The nonlinear association between BMI and fibroid incidence may be driven by plausible biological pathways. Fibroid incidence is a combination of fibroid initiation and subsequent growth of the tumor to a detectable size, but our growth findings suggest that BMI influences fibroid initiation more than fibroid growth. Genetic alteration of a myometrial cell is widely recognized as the initiation event for uterine fibroids, the great majority of which harbor specific mutations in MED12 and/or HMGA2 (7). Increased adiposity has been linked to increased DNA damage (36) and impaired DNA repair (37) through an accompanied increase in chronic inflammation (38) and increased production of reactive oxygen species (ROS), resulting in oxidative stress (39) and reduce DNA repair capacity (37). These ROS effects have been observed with in vitro experiments with uterine tissue; ROS-exposed myometrial tissue develops mutations in the most commonly mutated location in exon 2 of MED12 (40). The associations between increased adiposity and increased genomic instability could explain the observed increase in fibroid incidence for SELF participants with a BMI of 30 to 35 kg/m2. The higher inflammation seen with a BMI >40 kg/m2 may have opposing effects because the effects of ROS on cellular function can vary with the concentration of ROS. Whereas intermediate concentrations of ROS can drive tumorigenesis, high levels result in cell death (reviewed in Sena (41)). Such an increase in cell death with high concentrations of ROS has been demonstrated in fibroid tissue (42) and could help explain the reduction in incidence seen in women with a BMI >40 kg/m2.

The reduction in incidence seen at the highest BMI category may also be influenced by decreased concentrations of progesterone, the hormone most critical for fibroid development (43). Among premenopausal women, high BMI can lead to both ovarian and hypothalamus/pituitary dysfunctions that are associated with anovulation, which results in decreased progesterone production (44, 45). Even among those with elevated BMI and regular menstrual cycles with confirmed ovulation, serum and urinary concentrations of progesterone or progesterone metabolites are reduced (6, 46, 47). Individuals with the highest BMI levels may have reduced hormonal support for maintenance of early fibroid lesions and more ROS-induced cell death, both acting to limit fibroid incidence.

Finally, the reduction in fibroid incidence in the highest category of BMI could be due, in part, to difficulties detecting small fibroids in those with very high BMIs. Although transvaginal ultrasound has fewer technical issues in those with higher BMI compared with transabdominal ultrasound, the SELF ultrasound technicians did report more issues with visualizing the entire uterus in those with BMI ≥40 kg/m2 (13%) compared with those with a BMI < 25 kg/m2 (4%) (Supplementary Table S4 (13)). However, despite visualization issues, fibroid detection rates varied little by BMI for those with visualization issues. Among those with BMI ≥40 kg/m2, 26% had fibroids detected when there was a report of difficulty with visualization, compared with 28% with fibroids detected when there were no reported difficulties with visualization (Supplementary Table S4 (13)). Additionally, if incident fibroids were systematically missed in those with higher BMI, we would expect that detection would be delayed and the fibroids would be larger at the time of incidence, but this was not the case (Supplementary Table S5 (13)).
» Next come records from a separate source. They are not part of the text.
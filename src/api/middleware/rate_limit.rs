//! Rate limiting middleware using token bucket algorithm.

use governor::clock::QuantaInstant;
use governor::middleware::NoOpMiddleware;
use std::sync::Arc;
use tower_governor::{
    GovernorLayer, governor::GovernorConfigBuilder, key_extractor::PeerIpKeyExtractor,
};

/// Creates a per-client rate limiter for link creation.
///
/// # Limits
///
/// - **Burst**: 100 requests
/// - **Replenish**: one request every 2 seconds
///
/// Requests exceeding the limit receive `429 Too Many Requests`.
///
/// # Key Extraction
///
/// Limits are keyed by the socket peer address, so the router must be served
/// with `into_make_service_with_connect_info::<SocketAddr>()`.
pub fn layer() -> GovernorLayer<PeerIpKeyExtractor, NoOpMiddleware<QuantaInstant>, axum::body::Body>
{
    let governor_conf = Arc::new(
        GovernorConfigBuilder::default()
            .per_second(2)
            .burst_size(100)
            .finish()
            .expect("rate limit quota must be non-zero"),
    );

    GovernorLayer::new(governor_conf)
}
It was surprising that fibroid growth varied little across BMI categories. The hormonal changes with increased BMI might be expected to limit fibroid growth, whereas the ROS effects might be variable. The estimates for growth associated with all elevated BMI categories were negative, consistent with limited hormonal support, but the magnitude of the growth reduction was small and CIs broad. However, given the number of incident fibroids in this cohort, our growth data are mostly from small fibroids. Differences in growth patterns for smaller and larger fibroids have been noted (16, 48), but to our knowledge, there is no research on differences in their responses to ROS or on the degree of hormonal support required for growth of fibroids of different sizes.

A limitation of our study is our reliance on BMI as a measure of adiposity. Individuals with similar BMIs will have a wide range of percent body fat (49) and the anatomic location (eg, visceral, subcutaneous) of the adiposity will also vary (50). Both the percent body fat and the anatomic location of the adiposity may independently influence the associated changes in reproductive hormones, adipokines, and the chronic inflammation that accompanies increased adiposity (50, 51). Increased BMI is also associated with numerous comorbid conditions. We adjusted for current smoking and explored the associations in those without hypertension or PCOS. These factors did not explain the observed associations. Another limitation is that the fibroid growth analysis can only be conducted among fibroids that can be matched across consecutive visits. Fibroids lost between visits (rapidly shrinking fibroids) therefore do not contribute to the analysis, making it more difficult to detect decreases in growth than increases in growth.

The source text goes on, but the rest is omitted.